**EXERCISE AIM**
Find every line below with the string "colors" and pick it out.

**TASK DATA**

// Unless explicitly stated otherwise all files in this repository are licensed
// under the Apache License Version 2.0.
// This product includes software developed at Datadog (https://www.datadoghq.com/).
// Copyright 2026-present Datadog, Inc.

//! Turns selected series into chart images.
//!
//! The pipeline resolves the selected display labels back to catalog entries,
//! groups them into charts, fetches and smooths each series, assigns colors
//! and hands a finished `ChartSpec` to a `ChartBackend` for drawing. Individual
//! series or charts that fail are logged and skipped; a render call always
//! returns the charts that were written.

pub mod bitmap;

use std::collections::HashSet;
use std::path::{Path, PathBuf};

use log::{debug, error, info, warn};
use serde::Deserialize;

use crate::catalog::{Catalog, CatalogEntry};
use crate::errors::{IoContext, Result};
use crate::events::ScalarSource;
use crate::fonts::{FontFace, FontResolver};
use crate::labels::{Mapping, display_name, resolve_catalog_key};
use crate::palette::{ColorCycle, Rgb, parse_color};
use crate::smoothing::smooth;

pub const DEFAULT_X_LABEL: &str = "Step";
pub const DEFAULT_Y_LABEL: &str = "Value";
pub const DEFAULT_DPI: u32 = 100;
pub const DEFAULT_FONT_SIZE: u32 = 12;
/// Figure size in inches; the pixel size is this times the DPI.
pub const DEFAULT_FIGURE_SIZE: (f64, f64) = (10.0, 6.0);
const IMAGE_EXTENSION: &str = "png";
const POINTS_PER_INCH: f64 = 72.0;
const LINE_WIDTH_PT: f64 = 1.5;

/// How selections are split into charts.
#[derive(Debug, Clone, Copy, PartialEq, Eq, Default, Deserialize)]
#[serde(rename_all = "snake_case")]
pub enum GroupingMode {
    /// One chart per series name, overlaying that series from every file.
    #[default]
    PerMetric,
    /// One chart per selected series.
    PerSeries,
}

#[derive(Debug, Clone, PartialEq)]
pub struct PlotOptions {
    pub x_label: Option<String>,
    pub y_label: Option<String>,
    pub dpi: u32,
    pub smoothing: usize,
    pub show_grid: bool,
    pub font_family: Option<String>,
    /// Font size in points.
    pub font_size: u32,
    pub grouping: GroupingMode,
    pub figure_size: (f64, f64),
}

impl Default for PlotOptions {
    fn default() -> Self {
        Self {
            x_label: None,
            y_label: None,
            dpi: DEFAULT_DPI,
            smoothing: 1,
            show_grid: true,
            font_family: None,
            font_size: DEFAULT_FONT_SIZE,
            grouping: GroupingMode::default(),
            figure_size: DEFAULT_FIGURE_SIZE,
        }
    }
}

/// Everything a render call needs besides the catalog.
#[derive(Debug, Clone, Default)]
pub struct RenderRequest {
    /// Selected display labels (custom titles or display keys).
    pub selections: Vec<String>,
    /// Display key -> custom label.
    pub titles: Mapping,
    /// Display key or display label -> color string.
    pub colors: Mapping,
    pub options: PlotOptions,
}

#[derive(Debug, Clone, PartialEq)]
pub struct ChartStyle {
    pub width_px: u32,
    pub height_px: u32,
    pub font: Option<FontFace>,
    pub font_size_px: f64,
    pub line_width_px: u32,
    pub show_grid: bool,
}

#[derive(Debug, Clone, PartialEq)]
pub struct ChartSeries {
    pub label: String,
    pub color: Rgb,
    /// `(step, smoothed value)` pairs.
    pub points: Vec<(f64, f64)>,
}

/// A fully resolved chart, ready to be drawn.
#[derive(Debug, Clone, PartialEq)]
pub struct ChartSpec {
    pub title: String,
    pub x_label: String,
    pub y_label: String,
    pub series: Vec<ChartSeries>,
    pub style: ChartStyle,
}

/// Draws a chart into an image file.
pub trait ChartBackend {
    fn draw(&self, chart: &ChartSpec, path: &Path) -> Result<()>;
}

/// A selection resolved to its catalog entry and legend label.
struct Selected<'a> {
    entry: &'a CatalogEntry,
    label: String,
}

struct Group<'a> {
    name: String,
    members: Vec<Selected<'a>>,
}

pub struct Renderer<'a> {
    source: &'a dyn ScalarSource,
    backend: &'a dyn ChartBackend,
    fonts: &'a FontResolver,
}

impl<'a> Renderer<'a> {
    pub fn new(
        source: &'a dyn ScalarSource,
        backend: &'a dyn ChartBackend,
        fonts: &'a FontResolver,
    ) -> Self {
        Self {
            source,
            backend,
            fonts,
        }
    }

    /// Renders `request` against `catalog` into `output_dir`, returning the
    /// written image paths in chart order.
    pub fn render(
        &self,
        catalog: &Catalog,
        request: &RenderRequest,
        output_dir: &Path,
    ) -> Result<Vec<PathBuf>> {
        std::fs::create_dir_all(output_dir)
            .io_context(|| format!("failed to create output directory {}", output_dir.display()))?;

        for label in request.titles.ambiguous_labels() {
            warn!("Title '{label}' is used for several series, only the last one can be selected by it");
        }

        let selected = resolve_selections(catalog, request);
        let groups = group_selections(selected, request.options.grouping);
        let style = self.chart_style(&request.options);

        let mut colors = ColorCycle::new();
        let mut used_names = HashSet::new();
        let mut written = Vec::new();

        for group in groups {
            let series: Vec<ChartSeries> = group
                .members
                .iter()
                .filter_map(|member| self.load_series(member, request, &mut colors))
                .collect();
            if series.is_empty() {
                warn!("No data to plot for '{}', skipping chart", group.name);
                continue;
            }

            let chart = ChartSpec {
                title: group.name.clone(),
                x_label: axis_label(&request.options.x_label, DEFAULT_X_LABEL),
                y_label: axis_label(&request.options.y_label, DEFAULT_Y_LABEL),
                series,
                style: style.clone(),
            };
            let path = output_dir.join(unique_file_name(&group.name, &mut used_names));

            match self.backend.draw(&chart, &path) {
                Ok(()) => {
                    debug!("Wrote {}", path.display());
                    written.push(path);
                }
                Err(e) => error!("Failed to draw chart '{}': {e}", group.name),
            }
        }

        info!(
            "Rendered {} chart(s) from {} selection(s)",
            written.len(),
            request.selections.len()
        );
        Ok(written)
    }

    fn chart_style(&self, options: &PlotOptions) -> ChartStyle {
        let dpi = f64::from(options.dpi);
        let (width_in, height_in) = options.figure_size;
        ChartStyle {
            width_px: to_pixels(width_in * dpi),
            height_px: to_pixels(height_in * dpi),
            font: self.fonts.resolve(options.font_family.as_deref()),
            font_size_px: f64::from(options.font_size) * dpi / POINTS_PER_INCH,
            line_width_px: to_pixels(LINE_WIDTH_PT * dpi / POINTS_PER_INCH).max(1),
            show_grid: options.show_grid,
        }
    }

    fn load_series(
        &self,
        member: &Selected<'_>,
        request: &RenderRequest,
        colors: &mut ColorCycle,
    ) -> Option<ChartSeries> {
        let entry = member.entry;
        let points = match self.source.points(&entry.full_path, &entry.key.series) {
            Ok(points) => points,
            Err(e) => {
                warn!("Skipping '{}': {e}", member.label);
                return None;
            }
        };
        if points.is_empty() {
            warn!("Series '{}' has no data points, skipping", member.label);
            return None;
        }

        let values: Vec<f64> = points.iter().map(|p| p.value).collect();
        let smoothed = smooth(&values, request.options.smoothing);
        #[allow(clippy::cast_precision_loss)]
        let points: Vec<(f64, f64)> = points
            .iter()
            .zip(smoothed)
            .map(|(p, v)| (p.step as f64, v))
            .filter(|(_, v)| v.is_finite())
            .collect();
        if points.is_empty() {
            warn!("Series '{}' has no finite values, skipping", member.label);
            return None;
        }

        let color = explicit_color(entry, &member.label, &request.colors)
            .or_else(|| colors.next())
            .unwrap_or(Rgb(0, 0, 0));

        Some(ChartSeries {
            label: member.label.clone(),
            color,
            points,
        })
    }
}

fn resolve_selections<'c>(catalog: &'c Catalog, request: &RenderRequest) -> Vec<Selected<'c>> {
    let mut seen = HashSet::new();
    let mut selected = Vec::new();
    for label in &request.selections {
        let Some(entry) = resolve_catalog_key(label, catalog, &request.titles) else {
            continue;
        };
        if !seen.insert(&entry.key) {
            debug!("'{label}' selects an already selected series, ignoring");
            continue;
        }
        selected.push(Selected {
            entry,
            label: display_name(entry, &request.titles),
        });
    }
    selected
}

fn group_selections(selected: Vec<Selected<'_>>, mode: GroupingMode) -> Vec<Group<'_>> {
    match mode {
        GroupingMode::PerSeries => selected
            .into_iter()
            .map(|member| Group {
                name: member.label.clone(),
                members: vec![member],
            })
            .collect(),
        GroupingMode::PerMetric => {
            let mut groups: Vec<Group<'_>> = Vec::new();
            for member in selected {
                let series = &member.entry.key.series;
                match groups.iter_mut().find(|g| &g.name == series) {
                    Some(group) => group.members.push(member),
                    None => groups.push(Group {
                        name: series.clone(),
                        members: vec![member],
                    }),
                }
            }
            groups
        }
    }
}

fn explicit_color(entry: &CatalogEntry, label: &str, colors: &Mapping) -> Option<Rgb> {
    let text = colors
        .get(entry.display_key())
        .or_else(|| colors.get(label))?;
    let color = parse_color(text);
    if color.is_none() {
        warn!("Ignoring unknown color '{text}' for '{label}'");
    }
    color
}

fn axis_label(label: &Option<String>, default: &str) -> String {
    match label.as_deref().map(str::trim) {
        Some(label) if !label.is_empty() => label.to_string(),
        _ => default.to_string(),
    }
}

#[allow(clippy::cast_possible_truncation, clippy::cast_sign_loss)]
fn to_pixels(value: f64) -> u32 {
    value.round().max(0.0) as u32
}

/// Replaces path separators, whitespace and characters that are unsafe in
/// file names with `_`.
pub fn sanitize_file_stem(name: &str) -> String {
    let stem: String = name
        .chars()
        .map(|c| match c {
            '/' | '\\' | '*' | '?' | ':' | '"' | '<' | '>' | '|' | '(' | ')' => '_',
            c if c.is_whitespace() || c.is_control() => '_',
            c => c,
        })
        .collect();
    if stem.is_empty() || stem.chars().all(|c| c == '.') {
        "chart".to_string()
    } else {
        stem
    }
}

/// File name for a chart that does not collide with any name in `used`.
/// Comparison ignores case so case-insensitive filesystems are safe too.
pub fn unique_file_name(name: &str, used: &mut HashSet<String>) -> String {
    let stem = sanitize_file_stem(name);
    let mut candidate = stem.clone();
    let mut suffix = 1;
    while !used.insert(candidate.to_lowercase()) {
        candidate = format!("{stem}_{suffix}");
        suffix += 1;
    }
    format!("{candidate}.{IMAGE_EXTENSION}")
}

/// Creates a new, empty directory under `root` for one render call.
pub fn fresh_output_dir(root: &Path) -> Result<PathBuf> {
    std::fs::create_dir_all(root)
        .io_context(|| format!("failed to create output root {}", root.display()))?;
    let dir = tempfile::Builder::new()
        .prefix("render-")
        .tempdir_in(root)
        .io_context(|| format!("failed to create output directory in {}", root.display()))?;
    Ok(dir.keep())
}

**RESULT OF THE EXERCISE**
//! groups them into charts, fetches and smooths each series, assigns colors
    pub colors: Mapping,
        let mut colors = ColorCycle::new();
                .filter_map(|member| self.load_series(member, request, &mut colors))
        colors: &mut ColorCycle,
        let color = explicit_color(entry, &member.label, &request.colors)
            .or_else(|| colors.next())
fn explicit_color(entry: &CatalogEntry, label: &str, colors: &Mapping) -> Option<Rgb> {
    let text = colors
        .or_else(|| colors.get(label))?;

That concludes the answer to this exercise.